NEW YORK -- Hurricane Sandy closed early voting sites in several states on Monday, including in the crucial vote-rich Democratic stronghold of northern Virginia. But the ultimate effects of the storm were as unclear for the presidential campaigns as for worried residents in Sandy's path.
This should have been a crucial moment for the campaigns of President Barack Obama Mitt Romney to put ballots in the bank and begin last-minute voter mobilization efforts. Instead, the campaigns were treading carefully, lest they appear insensitive to hardships caused by the hurricane.
"In a worst-case scenario, it could affect the election outcome in northern Virginia," said Michael McDonald, a George Mason University professor who heads the United States Election Project. But with the storm's ultimate effects unclear, he said, "it's just so difficult to tell at this point."
Government offices in some parts of northern Virginia were closed, preventing early in-person voting. In response, Gov. Bob McDonnell, a Republican, pledged to extend early voting hours later in the week. The state Board of Elections also said voters would be able to use Sandy as an excuse under the state's absentee ballot restrictions.
In North Carolina, coastal counties' one-stop early voting sites were closed. Overall, said Gary Bartlett, executive director of the state Board of Elections, "there has been some disruption, but very little." In fact early voting on Sunday exceeded the "benchmark year" of 2008, with 35,192 votes, compared with 23,086 then, he said.
Maryland, not considered a swing state, canceled all early voting on Monday and Tuesday. Gov. Martin O'Malley declared a state of emergency and promised to extend early voting to Friday.
Pennsylvania, another state expecting a hard hit from Sandy, has restrictive laws on early voting. Voters can only receive absentee ballots with an excuse. The state was considering whether to extend the Oct. 30 deadline to request those absentee ballots.
North Carolina and Pennsylvania elections officials predicted the storm's effects on Election Day, Nov. 6, would be minimal.

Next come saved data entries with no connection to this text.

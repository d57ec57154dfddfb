//! Business services layer.
//!
//! This module contains the ranking pipeline and the services around it,
//! coordinating between providers, storage, and domain types.
//!
//! # Architecture
//!
//! Services sit between the CLI and the infrastructure layer:
//!
//! ```text
//! CLI (rank, newsrooms, seed)
//!          |
//!          v
//!    Services Layer  <-- You are here
//!          |
//!          v
//! Infrastructure (Providers, Storage)
//! ```
//!
//! # Services Overview
//!
//! - [`RankingService`]: Runs the embed, pool, search, score, justify pipeline
//! - [`SearchService`]: Nearest-neighbor lookup against the vector index
//! - [`JustificationService`]: Concurrent per-journalist motivation generation
//! - [`SeedService`]: Loads documents and indexes article embeddings
//! - [`scoring`]: Vector mean pooling and per-journalist score aggregation

mod error;
mod justification_service;
mod ranking_service;
pub mod scoring;
mod search_service;
mod seed_service;

pub use error::{RankingError, RankingResult};
pub use justification_service::{
    build_context, build_prompt, JustificationService, DEFAULT_GENERATION_TIMEOUT,
    DEFAULT_MAX_TOKENS,
};
pub use ranking_service::{
    OutputOrder, PressReleaseStore, RankingConfig, RankingService, DEFAULT_EMBEDDING_TIMEOUT,
};
pub use scoring::{aggregate_scores, mean_pool, ScoreAggregation, ScoredJournalist};
pub use search_service::{SearchService, DEFAULT_SEARCH_TIMEOUT, DEFAULT_TOP_K};
pub use seed_service::{
    load_records, ArticleStore, SeedError, SeedReport, SeedService, DEFAULT_EMBED_BATCH_SIZE,
};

Both presidential campaigns continued to jockey over who had the advantage on early voting. The crucial battleground of Ohio -- which many pundits predict will decide the election -- doesn't lie in Sandy's predicted path. But Virginia and North Carolina could help put one candidate over the top in some Electoral College scenarios.
Adam Fetcher, deputy national press secretary for the Obama campaign, told HuffPost via email that "The campaign is closely monitoring the storm and we are taking all necessary precautions to make sure our staff and volunteers are safe."
"Where it’s safe to do so, our historic grassroots organization is running at full speed in Eastern battleground states," Fetcher said.
The Romney campaign did not respond to a request for comment about early voting limitations.
The biggest effect on the election, predicted George Mason professor McDonald, may be on the campaigns' efforts to mobilize voters the weekend before the election. If Hurricane Sandy leaves a path of broken trees and downed power lines, he said, "certainly people will be more concerned about cleaning up than helping (campaigns) get out to vote."